As free agency is set to open next month, it’s important to remember the Cowboys are unlikely to make a splash on a big-name player or invest in significant money on outside talent. The franchise has 21 free agents of their own to sign, so decisions must be made.
It’s also unlikely Dallas will be re-signing all their options, which includes any of the high priority players. Jones has already put fans on notice with his annual no-money explanation.
Just when fans feel they can’t stand Jones any more than they already do, he comes along with the same rhetoric he provides every year. It’s a built-in excuse of why the Cowboys can’t be bidders on the best talent available in free agency, and why the team likely won’t be able to bring back some of their own top-tier free agents.
Savvy fans know it just isn’t true. The salary cap is real but compliance can be finessed to help teams acquire any talent they want.

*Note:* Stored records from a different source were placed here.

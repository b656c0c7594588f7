//! Binary inspection for the `inspect` subcommand.
//!
//! Reports the slices of a universal binary, or the single implicit slice
//! of a plain static archive, together with the archive members of each
//! slice. Slices that are Mach-O images rather than archives report no
//! members.

use crate::error::{PackagerError, Result};
use serde::Serialize;
use std::fmt;
use std::path::{Path, PathBuf};
use xcpack_fatbin::{FatArch, is_archive, is_universal, list_slices, read_members};

/// The kind of file inspected.
#[derive(Debug, Clone, Copy, PartialEq, Eq, Serialize)]
#[serde(rename_all = "lowercase")]
pub enum BinaryKind {
    /// A Mach-O universal binary.
    Universal,
    /// A single-architecture static archive.
    Archive,
}

/// One member of a static archive.
#[derive(Debug, Clone, PartialEq, Eq, Serialize)]
pub struct MemberReport {
    /// Member file name.
    pub name: String,
    /// Member size in bytes.
    pub size: usize,
}

/// One architecture slice.
#[derive(Debug, Clone, PartialEq, Eq, Serialize)]
pub struct SliceReport {
    /// Architecture name, or `cputype <n>` for unsupported slices, or
    /// `unknown` for a plain archive.
    pub architecture: String,
    /// Byte offset of the slice.
    pub offset: u32,
    /// Slice size in bytes.
    pub size: u32,
    /// Alignment as a power of two.
    pub align: u32,
    /// Archive members; empty when the slice is not an archive.
    pub members: Vec<MemberReport>,
}

/// Everything `inspect` reports about a file.
#[derive(Debug, Clone, PartialEq, Eq, Serialize)]
pub struct Inspection {
    /// The inspected file.
    pub path: PathBuf,
    /// Universal binary or plain archive.
    pub kind: BinaryKind,
    /// Slices in header order.
    pub slices: Vec<SliceReport>,
}

impl Inspection {
    /// Human-readable report.
    #[must_use]
    pub fn render_text(&self) -> String {
        self.to_string()
    }
}

impl fmt::Display for Inspection {
    fn fmt(&self, f: &mut fmt::Formatter<'_>) -> fmt::Result {
        let kind = match self.kind {
            BinaryKind::Universal => "universal binary",
            BinaryKind::Archive => "static archive",
        };
        writeln!(
            f,
            "{}: {kind} with {} slice(s)",
            self.path.display(),
            self.slices.len()
        )?;
        for slice in &self.slices {
            writeln!(
                f,
                "  {} offset={} size={} align=2^{}",
                slice.architecture, slice.offset, slice.size, slice.align
            )?;
            for member in &slice.members {
                writeln!(f, "    {} ({} bytes)", member.name, member.size)?;
            }
        }
        Ok(())
    }
}

/// Inspect the file at `path`.
///
/// # Errors
///
/// Returns [`PackagerError::UnrecognisedBinary`] for other file types,
/// [`PackagerError::Malformed`] for corrupt input, and
/// [`PackagerError::Io`] when the file cannot be read.
pub fn inspect_file(path: &Path) -> Result<Inspection> {
    let bytes = std::fs::read(path).map_err(PackagerError::io(path))?;
    inspect_bytes(path, &bytes)
}

/// Inspect in-memory bytes; `path` labels the report and errors.
///
/// # Errors
///
/// See [`inspect_file`].
pub fn inspect_bytes(path: &Path, bytes: &[u8]) -> Result<Inspection> {
    let malformed = |reason: String| PackagerError::Malformed {
        path: path.to_path_buf(),
        reason,
    };

    if is_universal(bytes) {
        let records = list_slices(bytes).map_err(|e| malformed(e.to_string()))?;
        let slices = records
            .iter()
            .map(|record| slice_report(record, bytes).map_err(&malformed))
            .collect::<Result<_>>()?;
        return Ok(Inspection {
            path: path.to_path_buf(),
            kind: BinaryKind::Universal,
            slices,
        });
    }

    if is_archive(bytes) {
        let members = members_of(bytes).map_err(malformed)?;
        let size = u32::try_from(bytes.len()).unwrap_or(u32::MAX);
        return Ok(Inspection {
            path: path.to_path_buf(),
            kind: BinaryKind::Archive,
            slices: vec![SliceReport {
                architecture: "unknown".to_owned(),
                offset: 0,
                size,
                align: 0,
                members,
            }],
        });
    }

    Err(PackagerError::UnrecognisedBinary {
        path: path.to_path_buf(),
    })
}

fn slice_report(record: &FatArch, bytes: &[u8]) -> std::result::Result<SliceReport, String> {
    let start = record.offset as usize;
    let body = bytes
        .get(start..start + record.size as usize)
        .ok_or_else(|| format!("slice at offset {start} is out of bounds"))?;
    let members = if is_archive(body) {
        members_of(body)?
    } else {
        Vec::new()
    };
    let architecture = record.architecture().map_or_else(
        || format!("cputype {}", record.cpu_type),
        |arch| arch.as_str().to_owned(),
    );
    Ok(SliceReport {
        architecture,
        offset: record.offset,
        size: record.size,
        align: record.align,
        members,
    })
}

fn members_of(bytes: &[u8]) -> std::result::Result<Vec<MemberReport>, String> {
    let members = read_members(bytes).map_err(|e| e.to_string())?;
    Ok(members
        .into_iter()
        .map(|m| MemberReport {
            size: m.data.len(),
            name: m.name,
        })
        .collect())
}

#[cfg(test)]
mod tests {
    use super::*;
    use xcpack_fatbin::{Architecture, ArchiveBuilder, ThinSlice, fuse};

    fn library(member: &str) -> Vec<u8> {
        let mut builder = ArchiveBuilder::new();
        builder
            .append(member, b"object".to_vec())
            .expect("append");
        builder.finish().expect("finish")
    }

    #[test]
    fn reports_universal_slices_and_members() {
        let x86 = library("Alpha_x86.o");
        let arm = library("Alpha_arm.o");
        let fat = fuse(&[
            ThinSlice {
                architecture: Architecture::Arm64,
                bytes: &arm,
            },
            ThinSlice {
                architecture: Architecture::X86_64,
                bytes: &x86,
            },
        ])
        .expect("fuse");

        let report = inspect_bytes(Path::new("Alpha"), &fat).expect("inspect");
        assert_eq!(report.kind, BinaryKind::Universal);
        let archs: Vec<&str> = report.slices.iter().map(|s| s.architecture.as_str()).collect();
        assert_eq!(archs, vec!["x86_64", "arm64"]);
        assert_eq!(report.slices[1].members[0].name, "Alpha_arm.o");

        let text = report.render_text();
        assert!(text.starts_with("Alpha: universal binary with 2 slice(s)\n"));
        assert!(text.contains("    Alpha_x86.o (6 bytes)\n"));

        let json = serde_json::to_value(&report).expect("json");
        assert_eq!(json["kind"], "universal");
        assert_eq!(json["slices"][0]["architecture"], "x86_64");
    }

    #[test]
    fn reports_plain_archive_as_one_slice() {
        let report = inspect_bytes(Path::new("libAlpha.a"), &library("a.o")).expect("inspect");
        assert_eq!(report.kind, BinaryKind::Archive);
        assert_eq!(report.slices.len(), 1);
        assert_eq!(report.slices[0].members.len(), 1);
    }

    #[test]
    fn rejects_other_files() {
        let err = inspect_bytes(Path::new("README.md"), b"# readme").expect_err("not binary");
        assert!(matches!(err, PackagerError::UnrecognisedBinary { .. }));
    }
}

Stephen Jones is Dallas’ financial wizard in charge of working the salary cap to ensure the team stays inside the NFL’s cap restraints. And while other teams work their ‘magic’ to sign quality talent outside of their respective teams during free agency, Jones routinely works to add bargain basement players at positions of need. The Cowboys think of it as addressing a hole on their roster, when in reality it’s just adding a “guy” at a position of need.
What Jones did say is correct, there is work for the Cowboys to do. The team is currently over the salary cap but they have moves already planned out to get under the threshold by the time the league year arrives.
More financial moves must be made to get the Cowboys under the cap so they can get to work in free agency. Fans just shouldn’t expect much. With some prominent pieces from this year’s Cowboys about to hit the open market, Jones has made it blatantly obvious Dallas won’t be able to retain some of them.
Among some of the big names the Cowboys will have to make decisions on include defensive end Randy Gregory, tight end Dalton Schultz, wide receiver Michael Gallup, safety Jayron Kearse, left guard Connor Williams, and punter Bryan Anger. The Cowboys aren’t likely to re-sign all these key contributors and will lose some in free agency.
And when a few of them leave, who is going to replace them? If Jones isn’t going to spend to keep these solid players around, he also isn’t likely to sign guys with similar talent in free agency because they won’t have the money to do so, according to Jones.
The draft can bring help and Jones loves to point to it as an avenue to restock talent, but it’s not easy replacing known commodities for the crapshoot of the draft. The Cowboys will love the 2023 compensatory picks they get for losing some of their best free agents, but the help for the team isn’t immediate. With the Cowboys trying to capitalize on what they did 2021 and build momentum towards 2022, they’ll need to bring talent back, not just replenish with the unknown.
Yet that’s what Jones is already selling to the masses of Cowboys fans. That they can’t re-sign all their best free agents or spend big money on quality players outside the organization.
The excuse has grown tiresome and it’s disappointing to watch other teams with “cap problems” continue to go out and be aggressive in talent acquisition. The Los Angeles Rams are the poster boys for being aggressive against cap woes and eschewing draft picks for known talent, look where it’s gotten them in the past four years. They have two more Super Bowl appearances than the Cowboys, which has apparently yet to set alarms off for Jones.
The fan base for the Cowboys already had a disdain for Stephen Jones and he just provided more ammunition for that hatred to continue.